Share this page
    Project Tuva Enhanced Video Player
    Project Tuva Enhanced Video Player
    External Research: Phoenix—Excellence in Programming Awards

    Phoenix—Excellence in Programming 2005 Awards

    Microsoft Research announced the 12 recipients of the Phoenix awards, totaling $541,887 in funding. The objective of the Phoenix Award is to explore issues in code generation, optimization, program analysis, binary transformation, and software correctness. Microsoft is focused on advancing the state of the art in these areas through a common infrastructure designed expressly for extensibility, modularity, performance, and collaboration—the Phoenix framework.

    Phoenix Award Recipients

    Constructing Compact Debugging Traces with Binary Code Analysis and Instrumentation
    Yinong Chen
    Arizona State University

    We will use Phoenix to apply novel slicing techniques to automatically generate compact effect-cause traces, which have wide applications to debugging, profiling, and monitoring.

    Phoenix-Based Compiler Course Development
    Regeti Govindarajulu
    Indian Institute of Information Technology, Hyderabad

    Enhancing an undergraduate compiler curriculum to include more sophisticated backend and optimization content using Phoenix as the backend framework.

    Compiler Backend Experimentation and Extensibility Using Phoenix
    Suresh Jagannathan
    Purdue University

    Use Phoenix as the code generation engine to decrease overhead and improve the safety for concurrent execution in multi-core processors thus leveraging the new architectural trends maintaining simplified program structure.

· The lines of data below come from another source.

use grimoire_canonical::spec::{DurationKind, DurationSpec, DurationUnit};
use grimoire_canonical::Scalar;
use regex::Regex;
use std::sync::OnceLock;

use super::quantity::{number, quantity};

fn usage_pattern() -> &'static Regex {
    static PATTERN: OnceLock<Regex> = OnceLock::new();
    PATTERN.get_or_init(|| {
        Regex::new(
            r"(?i)^(\d+(?:\.\d+)?)\s*(/\s*level\s*)?(?:uses?|charges?|activations?|strikes?|discharges?)(\s*/\s*level)?$",
        )
        .expect("invalid regex")
    })
}

fn or_until_pattern() -> &'static Regex {
    static PATTERN: OnceLock<Regex> = OnceLock::new();
    PATTERN.get_or_init(|| Regex::new(r"(?i)^(.+?)\s+or\s+until\s+(.+)$").expect("invalid regex"))
}

fn wrapped_pattern() -> &'static Regex {
    static PATTERN: OnceLock<Regex> = OnceLock::new();
    PATTERN.get_or_init(|| {
        Regex::new(r"(?i)^(until triggered|planar)(?:\s*\((.+)\))?$").expect("invalid regex")
    })
}

fn until_pattern() -> &'static Regex {
    static PATTERN: OnceLock<Regex> = OnceLock::new();
    PATTERN.get_or_init(|| Regex::new(r"(?i)^until\s+(.+)$").expect("invalid regex"))
}

pub(crate) fn duration_unit(word: &str) -> Option<DurationUnit> {
    let unit = match word.trim_end_matches('.') {
        "segment" | "segments" | "seg" | "segs" => DurationUnit::Segment,
        "round" | "rounds" | "rd" | "rds" | "rnd" | "rnds" => DurationUnit::Round,
        "turn" | "turns" | "tn" => DurationUnit::Turn,
        "minute" | "minutes" | "min" | "mins" => DurationUnit::Minute,
        "hour" | "hours" | "hr" | "hrs" => DurationUnit::Hour,
        "day" | "days" => DurationUnit::Day,
        "week" | "weeks" | "wk" | "wks" => DurationUnit::Week,
        "month" | "months" | "mo" => DurationUnit::Month,
        "year" | "years" | "yr" | "yrs" => DurationUnit::Year,
        _ => return None,
    };
    Some(unit)
}

fn time_span(text: &str) -> Option<(Scalar, DurationUnit)> {
    let q = quantity(text)?;
    let unit = duration_unit(&q.unit?.to_lowercase())?;
    Some((q.scalar, unit))
}

/// Parses legacy duration text. Unrecognized text degrades to the special
/// variant carrying the input verbatim.
pub fn parse_duration(text: &str) -> DurationSpec {
    let trimmed = text.split_whitespace().collect::<Vec<_>>().join(" ");
    let lower = trimmed.to_lowercase();
    let kind = match lower.trim_end_matches('.') {
        "" => return DurationSpec::special(text),
        "instantaneous" | "instant" | "inst" => Some(DurationKind::Instant),
        "permanent" | "perm" => Some(DurationKind::Permanent),
        "concentration" => Some(DurationKind::Concentration),
        "until dispelled" | "permanent until dispelled" => Some(DurationKind::UntilDispelled),
        _ => None,
    };
    if let Some(kind) = kind {
        return DurationSpec::of_kind(kind);
    }

    if let Some(caps) = wrapped_pattern().captures(&trimmed) {
        let kind = if caps[1].eq_ignore_ascii_case("planar") {
            DurationKind::Planar
        } else {
            DurationKind::UntilTriggered
        };
        return DurationSpec {
            condition: caps.get(2).map(|m| m.as_str().trim().to_string()),
            ..DurationSpec::of_kind(kind)
        };
    }

    if let Some(caps) = usage_pattern().captures(&trimmed) {
        let Some(n) = number(&caps[1]) else {
            return DurationSpec::special(text);
        };
        let per_level = caps.get(2).is_some() || caps.get(3).is_some();
        return DurationSpec {
            uses: Some(if per_level { Scalar::per_level(n) } else { Scalar::fixed(n) }),
            ..DurationSpec::of_kind(DurationKind::UsageLimited)
        };
    }

    if let Some(caps) = or_until_pattern().captures(&trimmed) {
        if let Some((scalar, unit)) = time_span(&caps[1]) {
            return DurationSpec {
                condition: Some(caps[2].trim().to_string()),
                ..DurationSpec::time(scalar, unit)
            };
        }
    }

    if let Some((scalar, unit)) = time_span(&trimmed) {
        return DurationSpec::time(scalar, unit);
    }

    if let Some(caps) = until_pattern().captures(&trimmed) {
        return DurationSpec {
            condition: Some(caps[1].to_string()),
            ..DurationSpec::of_kind(DurationKind::Conditional)
        };
    }

    DurationSpec::special(text)
}

#[cfg(test)]
mod tests {
    use super::*;
    use pretty_assertions::assert_eq;

    #[test]
    fn keywords() {
        assert_eq!(parse_duration("Instantaneous").kind, DurationKind::Instant);
        assert_eq!(parse_duration("Perm.").kind, DurationKind::Permanent);
        assert_eq!(parse_duration("until dispelled").kind, DurationKind::UntilDispelled);
    }

    #[test]
    fn time_spans() {
        assert_eq!(
            parse_duration("10 rounds"),
            DurationSpec::time(Scalar::fixed(10.0), DurationUnit::Round)
        );
        assert_eq!(
            parse_duration("1 rd./level"),
            DurationSpec::time(Scalar::per_level(1.0), DurationUnit::Round)
        );
        assert_eq!(
            parse_duration("1 turn + 1 turn/level").duration,
            Some(Scalar::scaling(1.0, 1.0))
        );
    }

    #[test]
    fn conditional_phrasing() {
        let spec = parse_duration("1 round/level or until discharged");
        assert_eq!(spec.kind, DurationKind::Time);
        assert_eq!(spec.condition.as_deref(), Some("discharged"));

        let spec = parse_duration("Until the Sun Rises");
        assert_eq!(spec.kind, DurationKind::Conditional);
        assert_eq!(spec.condition.as_deref(), Some("the Sun Rises"));

        let spec = parse_duration("Until triggered (a creature enters)");
        assert_eq!(spec.kind, DurationKind::UntilTriggered);
        assert_eq!(spec.condition.as_deref(), Some("a creature enters"));
    }

    #[test]
    fn usage_limits() {
        let spec = parse_duration("3 charges");
        assert_eq!(spec.kind, DurationKind::UsageLimited);
        assert_eq!(spec.uses, Some(Scalar::fixed(3.0)));
        assert_eq!(parse_duration("1 use/level").uses, Some(Scalar::per_level(1.0)));
    }

    #[test]
    fn unknown_text_is_preserved() {
        let spec = parse_duration("As long as the caster sings");
        assert!(spec.is_special());
        assert_eq!(spec.raw_legacy_value.as_deref(), Some("As long as the caster sings"));
    }

    #[test]
    fn display_reads_back() {
        for text in [
            "10 rounds",
            "1 round/level or until discharged",
            "Until the sun rises",
            "Planar (Prime)",
            "2 uses",
            "1 use/level",
            "1 hour",
        ] {
            let spec = parse_duration(text);
            assert_eq!(parse_duration(&spec.to_string()), spec, "{}", text);
        }
    }
}
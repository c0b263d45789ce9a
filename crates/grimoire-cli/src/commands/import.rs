//! Import command implementation.

use grimoire_core::{BulkDecision, ImportPolicy, Presentation, SpellRecord};
use grimoire_store::stage;
use serde_json::Value;
use tracing::info;

use super::{load_schema, open_store, open_vault, read_json, CmdResult};
use crate::output;
use crate::OnConflict;

impl OnConflict {
    fn decision(self) -> BulkDecision {
        match self {
            OnConflict::KeepExisting => BulkDecision::SkipAll,
            OnConflict::Replace => BulkDecision::ReplaceAll,
            OnConflict::KeepBoth => BulkDecision::KeepAll,
        }
    }
}

pub fn run(
    schema: Option<String>,
    input: Option<String>,
    store: String,
    vault: Option<String>,
    on_conflict: OnConflict,
    json: bool,
) -> CmdResult<()> {
    let schema = load_schema(schema)?;
    let records: Vec<SpellRecord> = match read_json(input)? {
        Value::Array(items) => items
            .into_iter()
            .map(serde_json::from_value)
            .collect::<Result<_, _>>()
            .map_err(|e| format!("Invalid record: {}", e))?,
        single @ Value::Object(_) => {
            vec![serde_json::from_value(single).map_err(|e| format!("Invalid record: {}", e))?]
        }
        _ => return Err("expected a record or an array of records".into()),
    };
    let store = open_store(&store)?;
    let vault = open_vault(vault)?;
    let policy = ImportPolicy::default();

    let session = stage(&store, &schema, &policy, records);
    if let Presentation::Bulk(_) = session.presentation(&policy) {
        info!(conflicts = session.conflicts.len(), "applying one decision to every conflict");
    }
    let resolution = on_conflict
        .decision()
        .resolution()
        .ok_or("conflicts need a decision")?;
    let report = session.commit(&store, vault.as_ref(), &schema, |_| resolution.clone())?;

    if json {
        output::print_json(&report)?;
        return Ok(());
    }

    output::print_summary(&[
        ("inserted", report.inserted.len().to_string()),
        ("updated", report.updated.len().to_string()),
        ("metadata", report.metadata.len().to_string()),
        ("skipped", report.skipped.to_string()),
        ("stale", report.stale.len().to_string()),
        ("folded", report.folded.to_string()),
        ("collisions", report.collisions.to_string()),
        ("rejected", report.rejected.len().to_string()),
    ]);
    for rejected in &report.rejected {
        println!("rejected {}: {}", rejected.name, rejected.reason);
    }
    Ok(())
}
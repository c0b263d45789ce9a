//! Canonicalize command implementation.

use grimoire_canonical::Canonicalizer;
use serde_json::json;

use super::{load_schema, read_json, CmdResult};
use crate::output;

pub fn run(schema: Option<String>, input: Option<String>, json: bool) -> CmdResult<()> {
    let schema = load_schema(schema)?;
    let value = read_json(input)?;

    let result = Canonicalizer::new(&schema)
        .canonicalize(&value)
        .map_err(|e| format!("Canonicalization failed: {}", e))?;

    if json {
        output::print_json(&json!({
            "hash": result.hash,
            "canonical": String::from_utf8_lossy(&result.bytes),
            "report": result.report,
        }))?;
    } else {
        println!("{}", String::from_utf8_lossy(&result.bytes));
        println!("{}", result.hash);
    }
    Ok(())
}
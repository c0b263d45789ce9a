use grimoire_canonical::Scalar;
use regex::Regex;
use std::sync::OnceLock;

/// A scalar lifted out of legacy text, with the unit word it was written in.
#[derive(Debug, Clone, PartialEq)]
pub(crate) struct Quantity {
    pub scalar: Scalar,
    pub unit: Option<String>,
}

const UNIT: &str = r#"(?:(?:sq|cu|square|cubic)\.?\s+)?[a-z][a-z\.]*|'|""#;
const CAP: &str = r"(?:\s*\(max\s+(?P<cap>\d+(?:\.\d+)?)[^)]*\))?";

fn fixed_or_scaling() -> &'static Regex {
    static PATTERN: OnceLock<Regex> = OnceLock::new();
    PATTERN.get_or_init(|| {
        Regex::new(&format!(
            r"(?i)^(?P<base>\d+(?:\.\d+)?)\s*(?P<bu>{u})?(?:\s*\+\s*(?P<step>\d+(?:\.\d+)?)\s*(?P<su>{u})?\s*/\s*level(?:\s+(?P<tu>{u}))?)?{c}$",
            u = UNIT,
            c = CAP
        ))
        .expect("invalid regex")
    })
}

fn per_level_only() -> &'static Regex {
    static PATTERN: OnceLock<Regex> = OnceLock::new();
    PATTERN.get_or_init(|| {
        Regex::new(&format!(
            r"(?i)^(?P<step>\d+(?:\.\d+)?)\s*(?P<su>{u})?\s*/\s*level(?:\s+(?P<tu>{u}))?{c}$",
            u = UNIT,
            c = CAP
        ))
        .expect("invalid regex")
    })
}

pub(crate) fn number(text: &str) -> Option<f64> {
    text.trim().parse::<f64>().ok().filter(|n| n.is_finite())
}

/// Reads `10 yd`, `5 yd/level`, `10 yd + 5 yd/level`, `1/level (max 10)`.
pub(crate) fn quantity(text: &str) -> Option<Quantity> {
    let text = text.trim();
    if let Some(caps) = fixed_or_scaling().captures(text) {
        let base = number(caps.name("base")?.as_str())?;
        let unit = ["bu", "su", "tu"]
            .iter()
            .find_map(|g| caps.name(g))
            .map(|m| m.as_str().to_lowercase());
        let mut scalar = match caps.name("step") {
            Some(step) => Scalar::scaling(base, number(step.as_str())?),
            None => Scalar::fixed(base),
        };
        scalar.cap_value = caps.name("cap").and_then(|m| number(m.as_str()));
        return Some(Quantity { scalar, unit });
    }
    let caps = per_level_only().captures(text)?;
    let step = number(caps.name("step")?.as_str())?;
    let unit = ["su", "tu"]
        .iter()
        .find_map(|g| caps.name(g))
        .map(|m| m.as_str().to_lowercase());
    let mut scalar = Scalar::per_level(step);
    scalar.cap_value = caps.name("cap").and_then(|m| number(m.as_str()));
    Some(Quantity { scalar, unit })
}

#[cfg(test)]
mod tests {
    use super::*;
    use grimoire_canonical::ScalarMode;

    #[test]
    fn reads_fixed_values() {
        let q = quantity("60 yd").unwrap();
        assert_eq!(q.scalar, Scalar::fixed(60.0));
        assert_eq!(q.unit.as_deref(), Some("yd"));
        assert_eq!(quantity("10'").unwrap().unit.as_deref(), Some("'"));
        assert_eq!(quantity("3").unwrap().unit, None);
    }

    #[test]
    fn reads_scaling_values() {
        let q = quantity("10 yd + 5 yd/level").unwrap();
        assert_eq!(q.scalar, Scalar::scaling(10.0, 5.0));
        let q = quantity("10 + 10/level yards").unwrap();
        assert_eq!(q.unit.as_deref(), Some("yards"));
        let q = quantity("5 ft/level (max 60)").unwrap();
        assert_eq!(q.scalar.mode, ScalarMode::PerLevel);
        assert_eq!(q.scalar.cap_value, Some(60.0));
    }

    #[test]
    fn reads_area_units() {
        assert_eq!(quantity("100 sq ft").unwrap().unit.as_deref(), Some("sq ft"));
        assert_eq!(quantity("1000 cu. yd").unwrap().unit.as_deref(), Some("cu. yd"));
    }

    #[test]
    fn rejects_prose() {
        assert!(quantity("a long way").is_none());
        assert!(quantity("10 yd or so").is_none());
    }
}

    Adaptive Inline Substitution in Phoenix
    Keith Cooper
    Rice University

    We are building a prototype inliner for Phoenix that includes an adaptive control mechanism to find a good program-specific inlining strategy.

    Domain-Specific Language for Efficient Design-Rule Checking
    Eric Wohlstadter
    The University of British Columbia

    Develop a domain-specific language to allow developers to express “Design Rules for Modularity.” The language allows the expression of patterns that generally constitute symptoms of bad modularity “code smells” and scoping rules that describe the desired modular structure of a software system.

    Setpoint: An Aspect Oriented Framework Based on Semantic Pointcuts
    Victor Braberman
    Universidad de Buenos Aires

    Setpoint involves annotating source code with semantic information through metadata, which can later be used in the construction of semantically rich pointcuts to guide aspect weaving: setpoints.

    Phase Aware Profiling with Phoenix
    Chandra Krintz
    University of California at Santa Barbara

    The goal of our research is to use the Microsoft Phoenix Framework to enable transparent, software-based, post-deployment, program optimization, bug isolation, and coverage testing. The key to our approach is our exploitation of repeating patterns in program behavior, that is, phases, to reduce the overhead of accurate program sampling.

    Using Call Graph Analyses to Guide Selective Specialization in Phoenix
    Cormac Flanagan
    University of California at Santa Cruz

    Use the control flow and data flow analysis capabilities of Phoenix to identify opportunities for specialization in code generation.

    Program Visualization with Fulcra and Phoenix
    Wen-Mei Hwu
    University of Illinois at Urbana-Champaign

    Build an analysis and visualization framework using Phoenix and Fulcra to enable analysis and programmer feedback to identify parallelism in the programming model. The accurate context sensitive pointer analysis in Fulcra provides accurate discovery of call graphs and present information to the programmer to identify and alleviate performance bottlenecks.

    Navel: Automating Software Support Using Traces of Software Behavior
    Emmett Witchel
    University of Texas at Austin

    Use Phoenix as the instrumentation engine for large, real-world client or server applications to insert probes that identify program behavior and provide a fingerprint to classify and identify software failures.

    Techniques and Tools for Software Assurance
    Jack Davidson
    University of Virginia

    Create a Phoenix based framework that can be used to identify and test for security vulnerabilities. This framework will automate test case generation and provide for regression testing.

    Type-Checking the Intermediate Languages in the Phoenix JIT Compiler
    Zhong Shao
    Yale University

    Our project is to design and implement a sound type system for the intermediate representation of Phoenix. A sound type system will allow a way to automatically check that the result of compilation will not crash unexpectedly.